(Beginning of Supplied data)
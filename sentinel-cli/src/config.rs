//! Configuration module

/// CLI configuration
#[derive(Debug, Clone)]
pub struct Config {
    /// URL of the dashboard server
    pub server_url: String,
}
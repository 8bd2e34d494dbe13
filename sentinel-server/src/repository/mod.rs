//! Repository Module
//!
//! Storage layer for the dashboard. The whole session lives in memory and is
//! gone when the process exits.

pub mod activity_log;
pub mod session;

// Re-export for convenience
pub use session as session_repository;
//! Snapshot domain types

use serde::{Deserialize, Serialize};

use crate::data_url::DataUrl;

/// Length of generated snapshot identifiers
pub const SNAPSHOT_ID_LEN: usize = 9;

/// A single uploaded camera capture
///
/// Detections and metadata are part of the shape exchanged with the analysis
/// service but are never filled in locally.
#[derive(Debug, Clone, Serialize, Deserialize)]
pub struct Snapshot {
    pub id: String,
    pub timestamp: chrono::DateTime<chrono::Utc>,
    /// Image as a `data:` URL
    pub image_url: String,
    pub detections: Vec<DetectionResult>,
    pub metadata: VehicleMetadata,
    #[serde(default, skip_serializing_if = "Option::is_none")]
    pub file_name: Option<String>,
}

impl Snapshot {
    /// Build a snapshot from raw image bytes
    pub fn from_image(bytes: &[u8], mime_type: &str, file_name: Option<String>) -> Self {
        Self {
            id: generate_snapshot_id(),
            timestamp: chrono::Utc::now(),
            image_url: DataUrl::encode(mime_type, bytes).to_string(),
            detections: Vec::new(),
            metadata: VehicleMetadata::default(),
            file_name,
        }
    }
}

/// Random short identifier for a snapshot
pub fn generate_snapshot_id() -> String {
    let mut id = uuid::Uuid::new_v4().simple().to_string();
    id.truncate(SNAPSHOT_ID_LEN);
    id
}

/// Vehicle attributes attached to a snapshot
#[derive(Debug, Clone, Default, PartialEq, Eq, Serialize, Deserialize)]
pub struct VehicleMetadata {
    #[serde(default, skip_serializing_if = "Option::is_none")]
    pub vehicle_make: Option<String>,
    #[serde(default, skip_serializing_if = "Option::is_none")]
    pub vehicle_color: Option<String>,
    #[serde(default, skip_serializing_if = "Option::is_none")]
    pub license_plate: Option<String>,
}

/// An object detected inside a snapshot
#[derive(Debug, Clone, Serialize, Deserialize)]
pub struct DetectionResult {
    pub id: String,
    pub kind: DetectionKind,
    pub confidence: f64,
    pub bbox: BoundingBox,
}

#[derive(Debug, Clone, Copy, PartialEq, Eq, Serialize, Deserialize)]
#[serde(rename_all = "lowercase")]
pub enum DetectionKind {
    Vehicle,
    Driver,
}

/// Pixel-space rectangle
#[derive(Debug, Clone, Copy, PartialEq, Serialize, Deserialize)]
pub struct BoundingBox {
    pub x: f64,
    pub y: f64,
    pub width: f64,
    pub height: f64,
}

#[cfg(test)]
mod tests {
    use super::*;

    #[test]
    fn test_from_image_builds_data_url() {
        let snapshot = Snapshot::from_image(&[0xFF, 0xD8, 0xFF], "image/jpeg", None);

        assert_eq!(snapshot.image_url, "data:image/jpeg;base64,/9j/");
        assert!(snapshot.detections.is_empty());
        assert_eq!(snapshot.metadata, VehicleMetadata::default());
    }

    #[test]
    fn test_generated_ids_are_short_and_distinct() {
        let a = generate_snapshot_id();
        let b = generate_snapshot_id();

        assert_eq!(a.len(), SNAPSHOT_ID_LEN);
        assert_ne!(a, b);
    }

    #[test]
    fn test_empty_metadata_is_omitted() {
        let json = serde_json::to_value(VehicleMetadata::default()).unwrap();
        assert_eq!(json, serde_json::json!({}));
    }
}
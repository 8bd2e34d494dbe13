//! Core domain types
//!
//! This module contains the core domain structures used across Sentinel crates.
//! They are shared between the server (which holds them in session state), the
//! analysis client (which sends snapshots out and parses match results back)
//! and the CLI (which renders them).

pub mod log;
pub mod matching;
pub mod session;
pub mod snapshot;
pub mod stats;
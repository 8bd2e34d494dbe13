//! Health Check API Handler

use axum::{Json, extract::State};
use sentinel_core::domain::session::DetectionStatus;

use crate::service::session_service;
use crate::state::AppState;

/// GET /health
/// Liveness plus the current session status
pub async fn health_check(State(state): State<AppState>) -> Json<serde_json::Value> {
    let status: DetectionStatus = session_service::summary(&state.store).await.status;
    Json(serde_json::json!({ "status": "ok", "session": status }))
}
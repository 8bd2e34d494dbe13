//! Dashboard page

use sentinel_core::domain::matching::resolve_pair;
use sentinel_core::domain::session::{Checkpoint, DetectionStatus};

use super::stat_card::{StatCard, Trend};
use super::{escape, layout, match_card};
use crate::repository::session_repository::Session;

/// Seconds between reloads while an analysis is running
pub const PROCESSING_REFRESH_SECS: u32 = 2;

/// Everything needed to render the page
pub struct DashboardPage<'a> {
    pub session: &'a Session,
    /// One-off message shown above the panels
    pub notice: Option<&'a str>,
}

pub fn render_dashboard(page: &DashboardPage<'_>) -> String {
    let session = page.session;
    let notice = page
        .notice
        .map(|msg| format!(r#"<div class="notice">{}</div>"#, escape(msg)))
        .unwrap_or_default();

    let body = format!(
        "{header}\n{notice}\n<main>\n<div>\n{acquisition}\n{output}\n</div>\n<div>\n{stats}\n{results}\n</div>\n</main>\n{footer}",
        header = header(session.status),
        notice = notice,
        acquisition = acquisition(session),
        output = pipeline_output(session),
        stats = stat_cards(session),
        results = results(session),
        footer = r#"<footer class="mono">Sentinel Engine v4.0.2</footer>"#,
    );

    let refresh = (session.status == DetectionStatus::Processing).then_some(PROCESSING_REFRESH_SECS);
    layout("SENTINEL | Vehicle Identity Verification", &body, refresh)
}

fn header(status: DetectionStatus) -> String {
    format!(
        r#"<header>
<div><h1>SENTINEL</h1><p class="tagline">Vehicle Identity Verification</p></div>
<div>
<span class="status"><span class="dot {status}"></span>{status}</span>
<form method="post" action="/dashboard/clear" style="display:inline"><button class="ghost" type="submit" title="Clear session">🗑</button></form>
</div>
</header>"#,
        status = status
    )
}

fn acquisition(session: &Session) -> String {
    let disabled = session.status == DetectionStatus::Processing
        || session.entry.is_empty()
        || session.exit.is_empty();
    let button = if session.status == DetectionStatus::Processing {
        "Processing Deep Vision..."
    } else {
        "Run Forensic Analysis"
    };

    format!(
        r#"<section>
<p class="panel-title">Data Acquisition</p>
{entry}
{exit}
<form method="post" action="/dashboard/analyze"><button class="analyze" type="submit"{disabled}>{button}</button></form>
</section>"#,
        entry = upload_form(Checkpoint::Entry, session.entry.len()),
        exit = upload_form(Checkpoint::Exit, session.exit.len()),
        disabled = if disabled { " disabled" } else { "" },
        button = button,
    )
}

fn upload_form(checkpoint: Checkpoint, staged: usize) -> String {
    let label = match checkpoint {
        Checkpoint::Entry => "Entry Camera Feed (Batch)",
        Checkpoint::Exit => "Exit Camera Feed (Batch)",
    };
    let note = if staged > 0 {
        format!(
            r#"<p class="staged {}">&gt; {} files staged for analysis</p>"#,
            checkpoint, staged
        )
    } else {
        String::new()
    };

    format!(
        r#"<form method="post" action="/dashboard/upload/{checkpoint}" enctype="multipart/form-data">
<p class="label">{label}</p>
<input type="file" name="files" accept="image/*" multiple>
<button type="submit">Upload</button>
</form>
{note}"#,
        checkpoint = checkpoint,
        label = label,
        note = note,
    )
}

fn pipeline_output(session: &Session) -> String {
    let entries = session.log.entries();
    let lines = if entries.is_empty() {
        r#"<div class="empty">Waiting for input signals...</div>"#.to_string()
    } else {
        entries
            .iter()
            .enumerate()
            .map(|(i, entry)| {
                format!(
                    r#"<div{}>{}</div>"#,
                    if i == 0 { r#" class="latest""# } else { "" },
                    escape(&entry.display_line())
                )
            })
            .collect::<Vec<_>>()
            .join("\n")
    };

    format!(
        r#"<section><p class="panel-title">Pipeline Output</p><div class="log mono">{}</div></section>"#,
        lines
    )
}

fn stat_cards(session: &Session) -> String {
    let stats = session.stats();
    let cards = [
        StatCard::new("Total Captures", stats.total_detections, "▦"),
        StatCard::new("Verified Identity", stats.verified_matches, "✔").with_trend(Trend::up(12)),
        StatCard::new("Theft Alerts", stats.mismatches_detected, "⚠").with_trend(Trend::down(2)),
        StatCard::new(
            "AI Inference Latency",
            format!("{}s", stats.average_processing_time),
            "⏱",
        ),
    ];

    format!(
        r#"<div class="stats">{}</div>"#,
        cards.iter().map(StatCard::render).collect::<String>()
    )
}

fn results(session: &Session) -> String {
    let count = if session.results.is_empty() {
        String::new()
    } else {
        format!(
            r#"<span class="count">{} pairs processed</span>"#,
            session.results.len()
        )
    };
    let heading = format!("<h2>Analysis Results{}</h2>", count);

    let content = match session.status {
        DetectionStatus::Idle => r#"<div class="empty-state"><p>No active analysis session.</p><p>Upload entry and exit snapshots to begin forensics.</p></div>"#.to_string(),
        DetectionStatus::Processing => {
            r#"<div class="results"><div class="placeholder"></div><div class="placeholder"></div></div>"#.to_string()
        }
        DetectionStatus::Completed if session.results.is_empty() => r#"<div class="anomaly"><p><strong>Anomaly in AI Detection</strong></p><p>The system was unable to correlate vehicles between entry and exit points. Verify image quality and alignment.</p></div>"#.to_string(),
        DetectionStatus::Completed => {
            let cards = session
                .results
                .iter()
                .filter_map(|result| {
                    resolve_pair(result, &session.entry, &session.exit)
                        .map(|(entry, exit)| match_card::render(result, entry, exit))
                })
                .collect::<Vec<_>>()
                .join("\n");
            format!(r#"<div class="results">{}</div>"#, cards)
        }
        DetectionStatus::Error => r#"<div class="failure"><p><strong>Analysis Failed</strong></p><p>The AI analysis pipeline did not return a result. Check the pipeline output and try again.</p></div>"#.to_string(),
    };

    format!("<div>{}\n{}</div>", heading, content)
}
(End of Supplied data)
(Beginning of Supplied data)
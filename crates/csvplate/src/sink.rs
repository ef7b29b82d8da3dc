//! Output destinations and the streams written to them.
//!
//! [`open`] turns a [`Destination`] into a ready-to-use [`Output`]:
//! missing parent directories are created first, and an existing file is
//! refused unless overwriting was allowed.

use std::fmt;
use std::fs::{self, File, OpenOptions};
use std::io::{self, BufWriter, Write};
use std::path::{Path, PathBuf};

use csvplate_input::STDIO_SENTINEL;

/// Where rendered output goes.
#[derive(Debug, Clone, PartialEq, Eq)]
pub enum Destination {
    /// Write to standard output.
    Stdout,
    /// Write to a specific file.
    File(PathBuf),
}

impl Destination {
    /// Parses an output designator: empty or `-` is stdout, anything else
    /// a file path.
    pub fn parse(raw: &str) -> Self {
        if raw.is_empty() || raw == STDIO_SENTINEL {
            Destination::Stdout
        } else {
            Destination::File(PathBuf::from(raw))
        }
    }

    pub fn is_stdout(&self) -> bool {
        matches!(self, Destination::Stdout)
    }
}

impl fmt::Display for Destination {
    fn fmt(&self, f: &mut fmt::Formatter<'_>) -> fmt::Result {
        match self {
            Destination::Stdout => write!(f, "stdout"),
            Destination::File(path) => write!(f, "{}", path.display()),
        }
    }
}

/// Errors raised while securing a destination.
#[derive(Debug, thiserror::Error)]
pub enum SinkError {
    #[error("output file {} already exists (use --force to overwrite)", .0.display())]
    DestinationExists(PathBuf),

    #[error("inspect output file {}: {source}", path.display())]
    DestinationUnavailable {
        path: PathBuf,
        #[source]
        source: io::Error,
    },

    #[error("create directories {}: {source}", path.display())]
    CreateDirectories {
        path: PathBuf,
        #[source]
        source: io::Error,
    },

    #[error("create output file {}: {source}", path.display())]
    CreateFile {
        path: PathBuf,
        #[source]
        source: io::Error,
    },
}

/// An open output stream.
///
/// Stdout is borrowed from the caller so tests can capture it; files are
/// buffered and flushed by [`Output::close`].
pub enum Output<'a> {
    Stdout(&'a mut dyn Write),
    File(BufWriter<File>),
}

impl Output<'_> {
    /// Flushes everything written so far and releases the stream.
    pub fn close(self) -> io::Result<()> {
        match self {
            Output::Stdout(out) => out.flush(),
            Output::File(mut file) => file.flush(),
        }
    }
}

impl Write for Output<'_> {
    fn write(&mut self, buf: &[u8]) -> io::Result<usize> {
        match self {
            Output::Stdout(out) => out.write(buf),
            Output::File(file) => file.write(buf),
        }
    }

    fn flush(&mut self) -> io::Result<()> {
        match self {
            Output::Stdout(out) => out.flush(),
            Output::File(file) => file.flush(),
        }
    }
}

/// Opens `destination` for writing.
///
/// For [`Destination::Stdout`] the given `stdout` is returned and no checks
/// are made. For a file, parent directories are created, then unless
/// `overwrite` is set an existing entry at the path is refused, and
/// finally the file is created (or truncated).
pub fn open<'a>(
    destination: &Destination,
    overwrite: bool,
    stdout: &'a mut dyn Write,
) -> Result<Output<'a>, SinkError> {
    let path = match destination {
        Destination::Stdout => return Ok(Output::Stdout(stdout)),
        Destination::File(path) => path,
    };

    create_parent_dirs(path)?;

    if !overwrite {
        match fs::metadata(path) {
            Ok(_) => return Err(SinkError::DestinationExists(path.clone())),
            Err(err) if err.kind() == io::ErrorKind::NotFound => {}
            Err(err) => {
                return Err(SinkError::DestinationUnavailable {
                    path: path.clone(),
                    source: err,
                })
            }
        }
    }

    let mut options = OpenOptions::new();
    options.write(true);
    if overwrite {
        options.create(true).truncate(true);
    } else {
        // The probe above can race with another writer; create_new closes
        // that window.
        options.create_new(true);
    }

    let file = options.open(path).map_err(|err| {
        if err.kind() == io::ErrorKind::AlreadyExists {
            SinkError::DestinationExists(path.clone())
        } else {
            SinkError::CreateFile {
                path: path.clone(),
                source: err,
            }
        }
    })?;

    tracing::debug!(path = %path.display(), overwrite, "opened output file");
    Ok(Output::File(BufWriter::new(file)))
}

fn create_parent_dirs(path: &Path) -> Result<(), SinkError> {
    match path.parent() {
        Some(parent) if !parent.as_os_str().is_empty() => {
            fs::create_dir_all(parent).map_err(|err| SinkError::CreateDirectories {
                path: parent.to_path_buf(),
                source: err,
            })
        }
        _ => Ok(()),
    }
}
(End of Supplied data)
Problem details
Go through the entries above and count the lines holding the word "DetectionResult"; write nothing but the number.

Written solution
2